The last six years are now the hottest six on record, with 2020 on par with 2016 as the hottest year ever recorded.
The new analysis comes from the European Union’s Copernicus Climate Change Service, one of several datasets which track global temperatures and climate change impacts.
Last year’s temperatures were 0.6 degrees Celsius (1.08 degrees Fahrenheit) warmer than the 1981 to 2010 average, and 1.25 degrees Celsius (2.25 degrees Fahrenheit) above the pre-industrial average.
However, it was abundantly clear in 2020 that the world is already seeing worsening disasters from climate change.
It began in January, when heat and drought stoked unprecedented wildfires across Australia. When the flames were finally extinguished, the fires had charred an area larger than the state of Florida. An analysis last year found that climate change made the fires at least 30% more likely.

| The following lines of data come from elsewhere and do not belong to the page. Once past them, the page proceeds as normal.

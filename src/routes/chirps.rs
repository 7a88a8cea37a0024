use axum::extract::multipart::MultipartRejection;
use axum::extract::rejection::JsonRejection;
use axum::extract::{Multipart, Path, Query, State};
use axum::http::StatusCode;
use axum::routing::{delete, get, patch, post};
use axum::{Json, Router};
use bytes::Bytes;
use serde::{Deserialize, Serialize};

use crate::content::chirps::{self, LikeState, RechirpOutcome, MAX_MEDIA_PER_CHIRP};
use crate::content::comments::{self, CommentView};
use crate::db::models::Chirp;
use crate::error::{AppError, AppResult};
use crate::extractors::Principal;
use crate::feed::{self, FeedPage, Scope};
use crate::media::{read_form, FileRule};
use crate::response::{ApiResponse, Page, PageQuery, Pagination};
use crate::state::AppState;

const MEDIA_RULE: FileRule = FileRule {
    field: "media",
    max_count: MAX_MEDIA_PER_CHIRP,
    images_only: false,
};

pub fn router() -> Router<AppState> {
    Router::new()
        .route("/chirps", get(global_feed).post(create_chirp))
        .route("/chirps/me", get(own_feed))
        .route("/chirps/{id}", delete(delete_chirp))
        .route("/chirps/{id}/like", patch(toggle_like))
        .route("/chirps/{id}/rechirp", post(toggle_rechirp))
        .route("/chirps/{id}/comments", get(list_comments).post(add_comment))
        .route("/chirps/comments/{comment_id}", delete(delete_comment))
}

#[derive(Debug, Deserialize)]
pub struct ContentRequest {
    pub content: Option<String>,
}

#[derive(Debug, Serialize)]
#[serde(rename_all = "camelCase")]
pub struct CommentPage {
    pub comments: Vec<CommentView>,
    pub pagination: Pagination,
}

async fn global_feed(
    State(state): State<AppState>,
    principal: Principal,
    Query(query): Query<PageQuery>,
) -> AppResult<ApiResponse<FeedPage>> {
    let conn = state.db.get()?;
    let page = feed::load(&conn, &principal.id, Scope::Global, query.into())?;
    Ok(ApiResponse::ok("Chirps fetched successfully", page))
}

async fn own_feed(
    State(state): State<AppState>,
    principal: Principal,
    Query(query): Query<PageQuery>,
) -> AppResult<ApiResponse<FeedPage>> {
    let conn = state.db.get()?;
    let page = feed::load(&conn, &principal.id, Scope::Author(&principal.id), query.into())?;
    Ok(ApiResponse::ok("Your chirps fetched successfully", page))
}

/// POST /chirps (multipart: content, media[0..4])
async fn create_chirp(
    State(state): State<AppState>,
    principal: Principal,
    multipart: Result<Multipart, MultipartRejection>,
) -> AppResult<ApiResponse<Chirp>> {
    let mut form = read_form(
        multipart?,
        &state.config.media_temp_dir(),
        state.config.media.max_upload_bytes,
        &[MEDIA_RULE],
    )
    .await?;

    // Validate before anything reaches the media store.
    let content = chirps::validate_content(form.text("content"), true)?;
    let media = state.media.upload_all(form.take_files("media")).await?;

    let created = state
        .db
        .get()
        .map_err(AppError::from)
        .and_then(|conn| chirps::create(&conn, &principal.id, &content, &media));

    match created {
        Ok(chirp) => {
            tracing::info!(
                chirp_id = %chirp.id,
                author = %principal.username,
                media = chirp.media.len(),
                "Chirp created"
            );
            Ok(ApiResponse::created("Chirp created successfully", chirp))
        }
        Err(e) => {
            state.media.compensate(&media).await;
            Err(e)
        }
    }
}

async fn toggle_like(
    State(state): State<AppState>,
    principal: Principal,
    Path(id): Path<String>,
) -> AppResult<ApiResponse<LikeState>> {
    let conn = state.db.get()?;
    let like = chirps::toggle_like(&conn, &principal.id, &id)?;
    let message = if like.liked_by_me {
        "Chirp liked"
    } else {
        "Chirp unliked"
    };
    Ok(ApiResponse::ok(message, like))
}

/// POST /chirps/{id}/rechirp. The body is optional; when present it is
/// JSON `{content}` used as the rechirp caption.
async fn toggle_rechirp(
    State(state): State<AppState>,
    principal: Principal,
    Path(id): Path<String>,
    body: Bytes,
) -> AppResult<ApiResponse<Chirp>> {
    let caption = if body.iter().all(u8::is_ascii_whitespace) {
        None
    } else {
        serde_json::from_slice::<ContentRequest>(&body)
            .map_err(|e| AppError::BadRequest(format!("Invalid JSON body: {}", e)))?
            .content
    };

    let conn = state.db.get()?;
    match chirps::toggle_rechirp(&conn, &principal.id, &id, caption.as_deref())? {
        RechirpOutcome::Created(chirp) => Ok(ApiResponse::created("Rechirped successfully", chirp)),
        RechirpOutcome::Removed => Ok(ApiResponse::with_status(
            StatusCode::OK,
            "Rechirp removed",
            None,
        )),
    }
}

async fn delete_chirp(
    State(state): State<AppState>,
    principal: Principal,
    Path(id): Path<String>,
) -> AppResult<ApiResponse<()>> {
    let deleted = {
        let conn = state.db.get()?;
        chirps::delete(&conn, &principal.id, &id)?
    };

    if deleted.was_rechirp {
        return Ok(ApiResponse::message(StatusCode::OK, "Rechirp deleted successfully"));
    }

    let failed = state.media.remove_all(&deleted.storage_ids).await;
    tracing::info!(
        chirp_id = %id,
        comments = deleted.comments_removed,
        media = deleted.storage_ids.len(),
        failed,
        "Chirp deleted"
    );

    Ok(ApiResponse::message(StatusCode::OK, "Chirp deleted successfully"))
}

async fn add_comment(
    State(state): State<AppState>,
    principal: Principal,
    Path(id): Path<String>,
    payload: Result<Json<ContentRequest>, JsonRejection>,
) -> AppResult<ApiResponse<CommentView>> {
    let Json(req) = payload?;
    let conn = state.db.get()?;
    let comment = comments::add(&conn, &principal.id, &id, req.content.as_deref())?;
    Ok(ApiResponse::created("Comment added successfully", comment))
}

async fn list_comments(
    State(state): State<AppState>,
    _principal: Principal,
    Path(id): Path<String>,
    Query(query): Query<PageQuery>,
) -> AppResult<ApiResponse<CommentPage>> {
    let page = Page::from(query);
    let conn = state.db.get()?;
    let (comments, total) = comments::list(&conn, &id, page)?;
    Ok(ApiResponse::ok(
        "Comments fetched successfully",
        CommentPage {
            comments,
            pagination: page.meta(total),
        },
    ))
}

async fn delete_comment(
    State(state): State<AppState>,
    principal: Principal,
    Path(comment_id): Path<String>,
) -> AppResult<ApiResponse<()>> {
    let conn = state.db.get()?;
    comments::delete(&conn, &principal.id, &comment_id)?;
    Ok(ApiResponse::message(StatusCode::OK, "Comment deleted successfully"))
}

Then came the Atlantic hurricane season, which saw a record-breaking 30 named storms, 12 of which made landfall in the US. Many of those storms carried the fingerprints of climate change, which scientists say is making hurricanes more destructive.
Extremely hot and dry conditions also fueled the worst wildfire season ever recorded in the Western US, which engulfed an estimated 10.3 million acres in flames.
And in the Arctic, some of the most extreme temperatures anywhere on Earth were observed in 2020, as the region continues to warm more than twice as fast as the rest of the planet.
Huge parts of the Arctic saw temperatures more than 3 degrees Celsius (5.4 degrees Fahrenheit) above average, and some locations saw average temperatures more than 6 degrees Celsius (10.8 degrees Fahrenheit) above normal for the year.
To illustrate how enormous a 6 degree Celsius difference can be — during the last ice age, which occurred around 20,000 years ago and featured much of North America covered in ice, the planet’s average temperature was about 6 degrees Celsius cooler than it is today.
“2020 stands out for its exceptional warmth in the Arctic and a record number of tropical storms in the North Atlantic,” said Carlo Buontempo, the director of the Copernicus Climate Change Service, in a news release. “It is no surprise that the last decade was the warmest on record, and is yet another reminder of the urgency of ambitious emissions reductions to prevent adverse climate impacts in the future.”
La Niña fails to cool the planet down
Making the heat in 2020 all the more startling is the fact that the year featured La Niña, a naturally occurring climate cycle characterized by cooler than normal temperatures in the Pacific Ocean. The large expanse of cooler ocean water and the resulting impacts on the global climate act like a natural air conditioner for the planet, and La Niña years tend to make the planet cooler than years without a La Niña or the opposite phase of the cycle, called El Niño.
El Niño, which features warmer than average ocean temperatures in the Pacific, adds large amounts of excess heat released into the atmosphere and tends to make those years warmer.
It is no surprise that 2016, which had previously been the hottest year on record, featured a strong El Niño for the first half of the year. It is remarkable, however, that even with the cooling effects of La Niña present, that 2020 would feature the same amount of global heat.
This provides yet another yardstick to measure the impact that human-caused global warming is having on the planet’s climate.
Greenhouse gas levels rise despite Covid lockdowns
2020 set another record according to Copernicus Climate Change Service, with carbon dioxide concentrations reaching a maximum of 413 parts per million (ppm) during May.
It may seem counterintuitive that a year dominated by Covid-related shutdowns and a halt to global production and transportation would have the highest CO2 levels of any on record. But the fact is that until fossil fuel production reaches net-zero, or carbon dioxide is removed from the atmosphere on a major, globally-coordinated scale, each year will likely see higher carbon dioxide levels than the last.
The increase in atmospheric CO2 concentration in 2020 was slightly less than what was seen in each of the past two years (2.3 ppm vs 2.5 and 2.4 in 2019 and 2018, respectively).
This could partly be the result of Covid-related shutdowns, which some estimates show reduced human CO2 emissions in 2020 by around 7%, according to the Global Carbon Project. However, more research is needed to determine exactly how big of a role the pandemic played in cutting emissions last year.